◆ Data supplied:
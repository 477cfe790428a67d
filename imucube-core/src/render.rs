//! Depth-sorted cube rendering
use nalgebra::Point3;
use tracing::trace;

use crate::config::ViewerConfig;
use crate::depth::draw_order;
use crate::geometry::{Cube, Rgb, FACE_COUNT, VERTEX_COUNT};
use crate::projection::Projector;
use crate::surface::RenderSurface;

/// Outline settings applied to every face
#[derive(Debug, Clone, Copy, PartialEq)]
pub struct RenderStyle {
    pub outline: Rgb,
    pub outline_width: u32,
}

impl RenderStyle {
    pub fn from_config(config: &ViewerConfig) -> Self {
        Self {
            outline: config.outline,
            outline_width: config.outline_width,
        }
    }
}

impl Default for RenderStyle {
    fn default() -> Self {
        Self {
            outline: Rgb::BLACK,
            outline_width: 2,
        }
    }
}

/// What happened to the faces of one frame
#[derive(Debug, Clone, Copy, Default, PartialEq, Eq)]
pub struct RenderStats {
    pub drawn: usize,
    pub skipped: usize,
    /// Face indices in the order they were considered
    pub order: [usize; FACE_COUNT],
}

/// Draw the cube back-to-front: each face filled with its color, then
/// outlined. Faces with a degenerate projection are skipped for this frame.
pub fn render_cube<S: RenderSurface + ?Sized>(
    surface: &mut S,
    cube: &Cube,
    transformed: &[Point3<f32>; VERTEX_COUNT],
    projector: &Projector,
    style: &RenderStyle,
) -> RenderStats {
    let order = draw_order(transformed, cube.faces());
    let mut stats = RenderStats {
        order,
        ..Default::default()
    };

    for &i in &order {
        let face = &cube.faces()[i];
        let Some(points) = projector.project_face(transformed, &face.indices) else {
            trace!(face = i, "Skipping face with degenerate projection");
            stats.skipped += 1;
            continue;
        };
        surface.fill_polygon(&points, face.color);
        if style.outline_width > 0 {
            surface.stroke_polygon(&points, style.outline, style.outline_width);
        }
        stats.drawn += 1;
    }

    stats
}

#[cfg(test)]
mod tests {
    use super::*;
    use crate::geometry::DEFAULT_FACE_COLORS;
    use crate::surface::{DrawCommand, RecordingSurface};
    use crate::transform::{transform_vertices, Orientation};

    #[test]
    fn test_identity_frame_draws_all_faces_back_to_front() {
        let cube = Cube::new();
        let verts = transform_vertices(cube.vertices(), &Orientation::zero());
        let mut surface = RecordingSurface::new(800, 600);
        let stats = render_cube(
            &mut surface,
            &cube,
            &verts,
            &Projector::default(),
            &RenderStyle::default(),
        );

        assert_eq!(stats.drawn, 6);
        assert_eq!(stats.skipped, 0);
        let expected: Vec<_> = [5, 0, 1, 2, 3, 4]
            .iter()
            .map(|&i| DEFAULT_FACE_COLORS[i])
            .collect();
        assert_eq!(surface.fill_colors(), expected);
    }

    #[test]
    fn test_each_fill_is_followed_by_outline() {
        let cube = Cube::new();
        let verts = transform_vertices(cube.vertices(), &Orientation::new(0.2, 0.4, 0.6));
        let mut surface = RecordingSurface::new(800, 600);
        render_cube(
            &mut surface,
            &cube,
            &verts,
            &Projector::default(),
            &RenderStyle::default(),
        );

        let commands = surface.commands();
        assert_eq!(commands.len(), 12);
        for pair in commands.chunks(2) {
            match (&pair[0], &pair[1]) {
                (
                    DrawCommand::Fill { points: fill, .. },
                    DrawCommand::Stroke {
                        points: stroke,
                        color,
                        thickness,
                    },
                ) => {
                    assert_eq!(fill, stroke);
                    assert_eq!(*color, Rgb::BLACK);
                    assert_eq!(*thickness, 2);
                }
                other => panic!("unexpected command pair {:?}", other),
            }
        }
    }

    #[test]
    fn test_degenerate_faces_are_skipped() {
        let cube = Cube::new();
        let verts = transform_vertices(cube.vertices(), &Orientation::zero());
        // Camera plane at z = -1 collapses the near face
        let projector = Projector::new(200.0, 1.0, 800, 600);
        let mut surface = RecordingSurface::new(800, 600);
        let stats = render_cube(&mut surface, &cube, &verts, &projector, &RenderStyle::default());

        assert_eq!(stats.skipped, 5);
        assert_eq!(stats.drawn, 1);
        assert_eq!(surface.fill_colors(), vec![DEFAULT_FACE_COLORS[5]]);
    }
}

==

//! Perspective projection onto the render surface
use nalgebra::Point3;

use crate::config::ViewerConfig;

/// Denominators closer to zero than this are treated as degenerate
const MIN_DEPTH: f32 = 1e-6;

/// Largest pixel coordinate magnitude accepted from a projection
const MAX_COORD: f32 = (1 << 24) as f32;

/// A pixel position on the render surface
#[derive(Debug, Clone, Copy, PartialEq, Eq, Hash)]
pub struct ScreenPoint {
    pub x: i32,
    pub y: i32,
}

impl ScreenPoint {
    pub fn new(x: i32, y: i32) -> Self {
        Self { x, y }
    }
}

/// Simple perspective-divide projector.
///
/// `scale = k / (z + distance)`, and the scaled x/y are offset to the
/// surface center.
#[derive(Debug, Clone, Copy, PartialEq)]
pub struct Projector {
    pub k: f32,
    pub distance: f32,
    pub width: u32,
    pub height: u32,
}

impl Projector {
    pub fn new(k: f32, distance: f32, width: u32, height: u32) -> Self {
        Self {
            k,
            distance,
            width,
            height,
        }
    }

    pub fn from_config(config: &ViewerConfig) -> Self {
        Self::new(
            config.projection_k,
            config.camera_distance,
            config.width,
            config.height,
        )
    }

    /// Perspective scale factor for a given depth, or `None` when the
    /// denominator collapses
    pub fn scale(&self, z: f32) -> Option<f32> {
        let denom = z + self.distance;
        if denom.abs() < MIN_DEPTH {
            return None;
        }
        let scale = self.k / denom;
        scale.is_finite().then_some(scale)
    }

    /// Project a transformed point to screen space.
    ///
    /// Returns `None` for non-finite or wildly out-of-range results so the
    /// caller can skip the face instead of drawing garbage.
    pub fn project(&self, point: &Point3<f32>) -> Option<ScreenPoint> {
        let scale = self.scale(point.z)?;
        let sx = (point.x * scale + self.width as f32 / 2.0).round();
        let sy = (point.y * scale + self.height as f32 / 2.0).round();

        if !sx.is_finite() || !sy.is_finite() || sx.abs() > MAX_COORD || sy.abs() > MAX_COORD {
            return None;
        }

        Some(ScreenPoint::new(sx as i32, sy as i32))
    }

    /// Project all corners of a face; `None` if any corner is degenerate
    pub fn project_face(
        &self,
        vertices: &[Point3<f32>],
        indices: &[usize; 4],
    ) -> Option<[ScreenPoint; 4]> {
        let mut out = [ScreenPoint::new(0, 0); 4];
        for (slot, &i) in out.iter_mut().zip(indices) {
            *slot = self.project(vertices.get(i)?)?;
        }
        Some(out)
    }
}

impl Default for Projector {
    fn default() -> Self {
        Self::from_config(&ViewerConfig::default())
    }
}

...

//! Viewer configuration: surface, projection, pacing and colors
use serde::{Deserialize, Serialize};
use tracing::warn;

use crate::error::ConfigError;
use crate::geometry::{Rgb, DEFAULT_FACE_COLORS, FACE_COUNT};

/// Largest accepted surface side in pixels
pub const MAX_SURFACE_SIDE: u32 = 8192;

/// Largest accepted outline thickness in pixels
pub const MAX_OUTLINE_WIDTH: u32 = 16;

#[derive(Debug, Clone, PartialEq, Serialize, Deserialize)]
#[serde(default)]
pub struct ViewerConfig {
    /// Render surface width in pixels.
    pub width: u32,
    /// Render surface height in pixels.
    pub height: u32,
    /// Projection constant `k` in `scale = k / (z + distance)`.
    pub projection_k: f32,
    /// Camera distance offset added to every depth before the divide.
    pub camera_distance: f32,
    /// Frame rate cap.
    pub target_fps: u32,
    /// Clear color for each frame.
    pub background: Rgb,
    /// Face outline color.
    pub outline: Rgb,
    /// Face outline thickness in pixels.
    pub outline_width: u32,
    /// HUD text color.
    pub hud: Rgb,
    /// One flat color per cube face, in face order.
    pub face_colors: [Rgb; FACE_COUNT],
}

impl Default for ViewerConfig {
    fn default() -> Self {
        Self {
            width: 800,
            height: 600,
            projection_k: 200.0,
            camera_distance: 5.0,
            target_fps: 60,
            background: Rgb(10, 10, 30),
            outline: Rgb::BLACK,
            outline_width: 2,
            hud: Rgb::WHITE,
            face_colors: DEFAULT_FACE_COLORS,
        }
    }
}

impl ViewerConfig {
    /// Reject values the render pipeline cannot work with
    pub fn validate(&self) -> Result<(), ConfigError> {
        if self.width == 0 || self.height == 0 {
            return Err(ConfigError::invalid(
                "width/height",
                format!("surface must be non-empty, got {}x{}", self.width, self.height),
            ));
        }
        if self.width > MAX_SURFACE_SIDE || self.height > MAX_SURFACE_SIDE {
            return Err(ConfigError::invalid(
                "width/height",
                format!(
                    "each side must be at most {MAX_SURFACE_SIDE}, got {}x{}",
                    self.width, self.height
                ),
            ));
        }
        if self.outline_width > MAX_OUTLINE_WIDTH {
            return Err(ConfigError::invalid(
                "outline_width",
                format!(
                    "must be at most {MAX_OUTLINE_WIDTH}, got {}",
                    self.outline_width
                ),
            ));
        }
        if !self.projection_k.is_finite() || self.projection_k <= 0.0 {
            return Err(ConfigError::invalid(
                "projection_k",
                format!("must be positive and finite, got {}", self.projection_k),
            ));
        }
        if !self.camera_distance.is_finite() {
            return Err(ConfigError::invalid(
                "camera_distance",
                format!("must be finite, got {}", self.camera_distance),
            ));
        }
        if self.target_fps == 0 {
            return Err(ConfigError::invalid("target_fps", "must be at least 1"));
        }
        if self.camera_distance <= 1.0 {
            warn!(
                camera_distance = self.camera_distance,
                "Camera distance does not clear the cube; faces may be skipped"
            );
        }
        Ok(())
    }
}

◆ Exercise details:
Take every line in the preceding listing that contains "trace" and copy it.

◆ Response area:
use tracing::trace;
            trace!(face = i, "Skipping face with degenerate projection");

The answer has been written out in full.